The Electronic Leash
It has recently come to my attention that you can have your own daughter chipped like a wayward terrier, and thus avoid all worry in life. The chipping can be done without surgery, since your daughter is never separated from her cell phone. It’s called a Family Locator App and it’s so accurate you can call in a missile strike on the little darling. How cool is that? I learned this through a TV ad in which a mother watches her teenage daughter recede into the distance down an escalator–now ten, now twenty feet away–in a shopping mall while a map floats over her head. The mother has the look of fondness and bitten-lip concern appropriate to a woman watching her only child board the Mayflower on the way to the New World. How much calmer would our old-world matron have been if, at any time, she could have ascertained her daughter’s whereabouts within inches! “Forsooth, she’s leaving the Macy’s perfume counter,” our bereft mother would report, “and heading over to Cinnabon.”
It’s hard to imagine our modern mother getting much of anything done with this much technology at her disposal. Already she can’t go fifteen minutes without checking Facebook to find out if Lulu is still grumpy and needs coffee, or if Ryan has decided to get his tires rotated after all. Tracking one’s own progeny as well would seem to be a full-time occupation. When we took our cat Larry in for radiation treatments and could go online to watch the Cat-Cam focused on her kennel, that’s all we did. “Still asleep,” we’d report to each other, several times an hour. It’s not healthy.
I have a sneaking suspicion that these new abilities actually increase worry. I’m certain it would have taken years off my own mother’s life if she had been able to know where I was all the time. Secrecy and deception, done right, can be loving gestures.
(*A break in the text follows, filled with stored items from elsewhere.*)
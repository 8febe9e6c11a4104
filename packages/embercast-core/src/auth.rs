//! Authentication seam.
//!
//! Auth decisions live outside the core; these hooks are the calls the core
//! makes at the points the auth layer cares about. The default [`NoAuth`]
//! admits everyone.

/// External authentication and session-accounting hooks.
pub trait AuthService: Send + Sync {
    /// A source finished init and is streaming.
    fn stream_start(&self, _mount: &str) {}

    /// A source ended (producer gone or shut down).
    fn stream_end(&self, _mount: &str) {}

    /// A listener left a mount; the auth layer closes its session.
    fn release_listener(&self, _mount: &str, _client_id: u64) {}

    /// Whether a listener with `username` may attach given the usernames
    /// already on the mount. Returning false rejects the new listener.
    fn check_duplicate_logins(
        &self,
        _mount: &str,
        _username: Option<&str>,
        _existing: &[String],
    ) -> bool {
        true
    }
}

/// Auth disabled; every client is admitted.
pub struct NoAuth;

impl AuthService for NoAuth {}
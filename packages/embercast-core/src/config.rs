//! Global and per-mount configuration types.
//!
//! [`Config`] carries the server-wide knobs, [`MountConfig`] the per-mount
//! overrides. The engine holds the active config as a reference-counted
//! snapshot; tick code acquires the snapshot, reads, and drops it - nothing
//! retains a snapshot across ticks, so a reload takes effect at the next
//! tick boundary.

use std::collections::BTreeMap;

use serde::{Deserialize, Serialize};

/// Default cap on queued stream bytes per mount.
pub const DEFAULT_QUEUE_SIZE_LIMIT: usize = 500_000;

/// Default size of the burst window kept behind the tail.
pub const DEFAULT_MIN_QUEUE_SIZE: usize = 65_536;

/// Default burst handed to a connecting listener.
pub const DEFAULT_BURST_SIZE: usize = 65_536;

/// Default seconds without producer data before a source times out.
pub const DEFAULT_SOURCE_TIMEOUT: u64 = 10;

/// Seconds between per-source stats publications.
pub const DEFAULT_STATS_INTERVAL: u64 = 5;

/// Per-mount configuration.
///
/// Unset numeric fields inherit the global value; `-1` disables a cap.
#[derive(Debug, Clone, Serialize, Deserialize)]
#[serde(default)]
pub struct MountConfig {
    /// Mount listeners migrate to when this one terminates.
    pub fallback_mount: Option<String>,
    /// When this mount starts, steal the fallback mount's listeners.
    pub fallback_override: bool,
    /// When full, hop new listeners to the fallback instead of rejecting.
    pub fallback_when_full: bool,

    /// Maximum concurrent listeners (-1 = unlimited).
    pub max_listeners: i64,
    /// Maximum outgoing bandwidth in bits/sec (-1 = off).
    pub max_bandwidth: i64,
    /// Maximum seconds a listener may stay connected (0 = unlimited).
    pub max_listener_duration: u64,
    /// Maximum seconds the producer may stream (0 = unlimited).
    pub max_stream_duration: u64,

    pub source_timeout: Option<u64>,
    pub queue_size_limit: Option<usize>,
    pub min_queue_size: Option<usize>,
    pub burst_size: Option<usize>,

    /// Expected incoming rate in bits/sec (0 = unknown). Used as the
    /// bandwidth share of a listener before the rolling rate settles.
    pub limit_rate: u64,
    /// Pause between idle listener ticks, in milliseconds.
    pub wait_time: u64,

    /// Dump file path, `%`-expanded against local time at source init.
    pub dumpfile: Option<String>,
    /// File replayed to listeners waiting for the queue to fill.
    pub intro_filename: Option<String>,

    /// Script spawned (detached) when the source starts.
    pub on_connect: Option<String>,
    /// Script spawned (detached) when the source ends.
    pub on_disconnect: Option<String>,

    pub stream_name: Option<String>,
    pub stream_description: Option<String>,
    pub stream_url: Option<String>,
    pub stream_genre: Option<String>,

    /// Content type override (e.g. `audio/mpeg`).
    #[serde(rename = "type")]
    pub stream_type: Option<String>,
    pub subtype: Option<String>,
    pub bitrate: Option<String>,

    pub yp_public: bool,
    pub hidden: bool,

    /// Keep listeners paused instead of dropping them when the source
    /// disconnects without a fallback.
    pub pause_listeners: bool,
    /// Reserve the mount without requiring a connected producer.
    pub on_demand: bool,
}

impl Default for MountConfig {
    fn default() -> Self {
        Self {
            fallback_mount: None,
            fallback_override: false,
            fallback_when_full: false,
            max_listeners: -1,
            max_bandwidth: -1,
            max_listener_duration: 0,
            max_stream_duration: 0,
            source_timeout: None,
            queue_size_limit: None,
            min_queue_size: None,
            burst_size: None,
            limit_rate: 0,
            wait_time: 100,
            dumpfile: None,
            intro_filename: None,
            on_connect: None,
            on_disconnect: None,
            stream_name: None,
            stream_description: None,
            stream_url: None,
            stream_genre: None,
            stream_type: None,
            subtype: None,
            bitrate: None,
            yp_public: false,
            hidden: false,
            pause_listeners: false,
            on_demand: false,
        }
    }
}

/// Global configuration for the streaming core.
#[derive(Debug, Clone, Serialize, Deserialize)]
#[serde(default)]
pub struct Config {
    pub hostname: String,
    pub port: u16,

    /// Cap on queued stream bytes per mount.
    pub queue_size_limit: usize,
    /// Burst window kept behind the tail for reconnecting listeners.
    pub min_queue_size: usize,
    /// Default burst handed to a connecting listener.
    pub burst_size: usize,
    /// Seconds without producer data before a source times out.
    pub source_timeout: u64,
    /// Maximum concurrent sources.
    pub source_limit: usize,
    /// Global outgoing bandwidth cap in bits/sec (0 = off).
    pub max_bandwidth: u64,
    /// Root for intro and fallback files.
    pub webroot_dir: String,
    /// Seconds between per-source stats publications.
    pub stats_interval: u64,

    /// Per-mount overrides keyed by mount name.
    pub mounts: BTreeMap<String, MountConfig>,
}

impl Default for Config {
    fn default() -> Self {
        Self {
            hostname: "localhost".into(),
            port: 8000,
            queue_size_limit: DEFAULT_QUEUE_SIZE_LIMIT,
            min_queue_size: DEFAULT_MIN_QUEUE_SIZE,
            burst_size: DEFAULT_BURST_SIZE,
            source_timeout: DEFAULT_SOURCE_TIMEOUT,
            source_limit: 16,
            max_bandwidth: 0,
            webroot_dir: "webroot".into(),
            stats_interval: DEFAULT_STATS_INTERVAL,
            mounts: BTreeMap::new(),
        }
    }
}

impl Config {
    /// Validates cross-field constraints.
    pub fn validate(&self) -> Result<(), String> {
        if self.queue_size_limit == 0 {
            return Err("queue_size_limit must be >= 1".to_string());
        }
        if self.min_queue_size > self.queue_size_limit {
            return Err("min_queue_size must not exceed queue_size_limit".to_string());
        }
        if self.burst_size > self.min_queue_size {
            return Err("burst_size must not exceed min_queue_size".to_string());
        }
        if self.source_limit == 0 {
            return Err("source_limit must be >= 1".to_string());
        }
        for (mount, mc) in &self.mounts {
            let limit = mc.queue_size_limit.unwrap_or(self.queue_size_limit);
            let min = mc.min_queue_size.unwrap_or(self.min_queue_size);
            let burst = mc.burst_size.unwrap_or(self.burst_size);
            if min > limit {
                return Err(format!("{mount}: min_queue_size exceeds queue_size_limit"));
            }
            if burst > min {
                return Err(format!("{mount}: burst_size exceeds min_queue_size"));
            }
        }
        Ok(())
    }

    /// Returns the mount's config, or the default when none is declared.
    pub fn mount(&self, mount: &str) -> MountConfig {
        self.mounts.get(mount).cloned().unwrap_or_default()
    }

    /// Effective queue byte cap for a mount.
    pub fn queue_size_limit_for(&self, mc: &MountConfig) -> usize {
        mc.queue_size_limit.unwrap_or(self.queue_size_limit)
    }

    /// Effective burst window size for a mount.
    pub fn min_queue_size_for(&self, mc: &MountConfig) -> usize {
        mc.min_queue_size.unwrap_or(self.min_queue_size)
    }

    /// Effective default burst for a mount.
    pub fn burst_size_for(&self, mc: &MountConfig) -> usize {
        mc.burst_size.unwrap_or(self.burst_size)
    }

    /// Effective producer timeout for a mount.
    pub fn source_timeout_for(&self, mc: &MountConfig) -> u64 {
        mc.source_timeout.unwrap_or(self.source_timeout)
    }
}

#[cfg(test)]
mod tests {
    use super::*;

    #[test]
    fn defaults_validate() {
        assert!(Config::default().validate().is_ok());
    }

    #[test]
    fn min_queue_cannot_exceed_limit() {
        let cfg = Config {
            min_queue_size: 600_000,
            ..Config::default()
        };
        assert!(cfg.validate().is_err());
    }

    #[test]
    fn mount_overrides_are_checked() {
        let mut cfg = Config::default();
        cfg.mounts.insert(
            "/live".into(),
            MountConfig {
                queue_size_limit: Some(1000),
                ..MountConfig::default()
            },
        );
        assert!(cfg.validate().is_err());
    }

    #[test]
    fn mount_burst_cannot_exceed_inherited_min_queue() {
        let mut cfg = Config::default();
        // No min_queue_size override, so the burst is checked against the
        // inherited global window.
        cfg.mounts.insert(
            "/live".into(),
            MountConfig {
                burst_size: Some(200_000),
                ..MountConfig::default()
            },
        );
        assert!(cfg.validate().is_err());
    }

    #[test]
    fn unknown_mount_gets_defaults() {
        let cfg = Config::default();
        let mc = cfg.mount("/anything");
        assert_eq!(mc.max_listeners, -1);
        assert_eq!(cfg.burst_size_for(&mc), DEFAULT_BURST_SIZE);
    }
}
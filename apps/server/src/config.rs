//! Server configuration.
//!
//! A thin YAML wrapper around the core [`Config`]: transport knobs live
//! here, everything the streaming core understands nests under `core`.

use std::path::Path;

use anyhow::{Context, Result};
use serde::Deserialize;

use embercast_core::Config;

/// Configuration loaded from YAML.
#[derive(Debug, Deserialize)]
#[serde(default)]
pub struct ServerConfig {
    /// Address the TCP acceptor binds to.
    pub bind_address: String,

    /// Number of cooperative worker threads.
    pub workers: usize,

    /// Streaming core configuration (mounts, limits, timeouts).
    pub core: Config,
}

impl Default for ServerConfig {
    fn default() -> Self {
        Self {
            bind_address: "0.0.0.0".into(),
            workers: 2,
            core: Config::default(),
        }
    }
}

impl ServerConfig {
    /// Loads configuration from a YAML file, or defaults when none given.
    pub fn load(path: Option<&Path>) -> Result<Self> {
        let config = if let Some(path) = path {
            let text = std::fs::read_to_string(path)
                .with_context(|| format!("reading config file {path:?}"))?;
            serde_yaml::from_str(&text).with_context(|| format!("parsing {path:?}"))?
        } else {
            Self::default()
        };
        config
            .core
            .validate()
            .map_err(|e| anyhow::anyhow!("invalid core config: {e}"))?;
        if config.workers == 0 {
            anyhow::bail!("workers must be >= 1");
        }
        Ok(config)
    }
}

#[cfg(test)]
mod tests {
    use super::*;

    #[test]
    fn defaults_are_valid() {
        let config = ServerConfig::default();
        assert!(config.core.validate().is_ok());
        assert_eq!(config.workers, 2);
    }

    #[test]
    fn yaml_round_trip() {
        let yaml = r#"
bind_address: "127.0.0.1"
workers: 4
core:
  port: 9000
  burst_size: 32768
  mounts:
    /live:
      fallback_mount: /backup
      max_listeners: 100
"#;
        let config: ServerConfig = serde_yaml::from_str(yaml).unwrap();
        assert_eq!(config.workers, 4);
        assert_eq!(config.core.port, 9000);
        let mc = config.core.mount("/live");
        assert_eq!(mc.fallback_mount.as_deref(), Some("/backup"));
        assert_eq!(mc.max_listeners, 100);
    }
}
Dave and I are still phoneless and quite comfortable being lost. Even in the grocery store, I can’t call him in Dairy to tell him I’m in the meat aisle. We have no idea where the other is unless we run into each other. People don’t know how we can stand it, but we’re used to it. Believe it or not, that’s the way it was for everybody not all that long ago. There are some benefits to getting lost. We’d have never seen the entire north half of Vancouver Island if it were not for Dave and his remarkably inventive sense of direction.
No one else really knows where we are at any given time either. It’s like we’re invisible. I do recognize that this is an illusion. In reality, we’re living in a world where scientists are able to track penguin populations by seeing their rust-colored poop on the snow from space. So finding me should be a snap.
I’m always leaving my shit all over the place.